** Work task **
Within the records below, filter for lines carrying the word "await" and copy them.

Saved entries
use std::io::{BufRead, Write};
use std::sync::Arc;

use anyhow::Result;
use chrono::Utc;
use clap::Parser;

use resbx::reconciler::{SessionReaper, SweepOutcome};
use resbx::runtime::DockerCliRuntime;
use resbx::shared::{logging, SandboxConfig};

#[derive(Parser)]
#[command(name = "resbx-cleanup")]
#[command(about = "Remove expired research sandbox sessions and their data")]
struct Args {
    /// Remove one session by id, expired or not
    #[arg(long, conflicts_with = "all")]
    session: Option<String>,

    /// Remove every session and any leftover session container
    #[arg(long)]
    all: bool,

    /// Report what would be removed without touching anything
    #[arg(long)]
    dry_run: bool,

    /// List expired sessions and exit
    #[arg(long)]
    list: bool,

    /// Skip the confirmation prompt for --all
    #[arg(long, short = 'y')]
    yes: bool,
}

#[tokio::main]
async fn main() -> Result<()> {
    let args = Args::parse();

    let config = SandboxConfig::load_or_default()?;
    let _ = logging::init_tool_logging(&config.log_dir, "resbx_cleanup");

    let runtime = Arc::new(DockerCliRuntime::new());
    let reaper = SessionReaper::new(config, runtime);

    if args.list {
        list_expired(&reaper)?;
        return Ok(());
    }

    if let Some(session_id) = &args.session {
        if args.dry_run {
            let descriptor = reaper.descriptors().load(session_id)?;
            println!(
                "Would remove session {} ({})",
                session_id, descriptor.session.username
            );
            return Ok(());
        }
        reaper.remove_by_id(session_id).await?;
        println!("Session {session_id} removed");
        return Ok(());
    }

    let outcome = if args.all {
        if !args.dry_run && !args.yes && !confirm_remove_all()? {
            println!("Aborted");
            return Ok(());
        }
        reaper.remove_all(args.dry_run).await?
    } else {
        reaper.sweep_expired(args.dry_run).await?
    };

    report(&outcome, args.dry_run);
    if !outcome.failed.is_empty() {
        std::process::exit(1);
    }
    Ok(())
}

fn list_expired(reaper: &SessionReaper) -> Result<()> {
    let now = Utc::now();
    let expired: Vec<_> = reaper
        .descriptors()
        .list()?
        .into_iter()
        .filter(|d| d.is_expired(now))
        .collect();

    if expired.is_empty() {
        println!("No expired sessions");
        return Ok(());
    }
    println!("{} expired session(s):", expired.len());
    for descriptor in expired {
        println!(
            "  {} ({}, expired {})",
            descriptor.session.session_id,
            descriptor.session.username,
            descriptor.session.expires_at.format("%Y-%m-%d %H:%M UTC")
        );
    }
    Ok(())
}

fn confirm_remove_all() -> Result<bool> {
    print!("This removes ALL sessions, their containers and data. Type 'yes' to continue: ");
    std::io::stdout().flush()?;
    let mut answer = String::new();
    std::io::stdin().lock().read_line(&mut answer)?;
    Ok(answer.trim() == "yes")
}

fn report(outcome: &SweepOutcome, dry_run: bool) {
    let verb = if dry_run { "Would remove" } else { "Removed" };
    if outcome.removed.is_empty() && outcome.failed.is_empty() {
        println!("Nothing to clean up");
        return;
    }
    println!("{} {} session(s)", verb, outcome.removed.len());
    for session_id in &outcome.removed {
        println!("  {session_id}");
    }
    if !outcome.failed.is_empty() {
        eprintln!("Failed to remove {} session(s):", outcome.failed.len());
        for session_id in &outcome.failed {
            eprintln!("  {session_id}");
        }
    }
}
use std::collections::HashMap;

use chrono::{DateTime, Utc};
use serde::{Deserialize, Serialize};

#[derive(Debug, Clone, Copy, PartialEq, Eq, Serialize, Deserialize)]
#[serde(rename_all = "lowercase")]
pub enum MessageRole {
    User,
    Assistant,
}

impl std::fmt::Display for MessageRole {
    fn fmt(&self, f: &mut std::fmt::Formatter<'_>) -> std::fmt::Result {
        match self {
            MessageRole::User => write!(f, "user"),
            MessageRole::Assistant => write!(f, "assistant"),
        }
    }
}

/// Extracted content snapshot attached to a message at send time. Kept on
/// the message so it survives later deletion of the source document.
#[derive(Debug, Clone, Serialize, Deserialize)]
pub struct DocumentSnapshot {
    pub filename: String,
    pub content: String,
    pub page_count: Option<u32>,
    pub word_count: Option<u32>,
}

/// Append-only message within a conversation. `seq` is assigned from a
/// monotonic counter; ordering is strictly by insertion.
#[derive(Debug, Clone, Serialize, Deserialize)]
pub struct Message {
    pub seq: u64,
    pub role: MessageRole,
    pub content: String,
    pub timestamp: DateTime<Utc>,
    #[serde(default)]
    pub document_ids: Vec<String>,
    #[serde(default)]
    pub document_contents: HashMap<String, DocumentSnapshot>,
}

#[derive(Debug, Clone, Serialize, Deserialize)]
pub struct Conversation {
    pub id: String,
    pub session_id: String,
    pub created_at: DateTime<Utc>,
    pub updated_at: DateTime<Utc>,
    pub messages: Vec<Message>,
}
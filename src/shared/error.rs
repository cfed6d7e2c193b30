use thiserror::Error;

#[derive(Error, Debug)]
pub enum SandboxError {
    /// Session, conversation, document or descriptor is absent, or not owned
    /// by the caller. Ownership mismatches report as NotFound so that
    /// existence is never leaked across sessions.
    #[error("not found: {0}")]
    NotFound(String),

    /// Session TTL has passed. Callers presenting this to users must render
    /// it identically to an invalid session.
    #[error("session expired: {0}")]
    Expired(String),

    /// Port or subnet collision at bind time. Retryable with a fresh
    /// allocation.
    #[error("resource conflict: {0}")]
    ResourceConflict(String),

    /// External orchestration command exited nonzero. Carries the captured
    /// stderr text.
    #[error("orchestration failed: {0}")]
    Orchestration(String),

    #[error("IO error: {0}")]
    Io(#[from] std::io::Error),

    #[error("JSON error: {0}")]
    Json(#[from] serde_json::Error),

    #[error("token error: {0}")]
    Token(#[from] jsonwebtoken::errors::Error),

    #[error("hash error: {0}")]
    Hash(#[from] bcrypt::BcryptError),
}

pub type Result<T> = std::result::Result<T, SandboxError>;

** Solution **
        reaper.remove_by_id(session_id).await?;
        reaper.remove_all(args.dry_run).await?
        reaper.sweep_expired(args.dry_run).await?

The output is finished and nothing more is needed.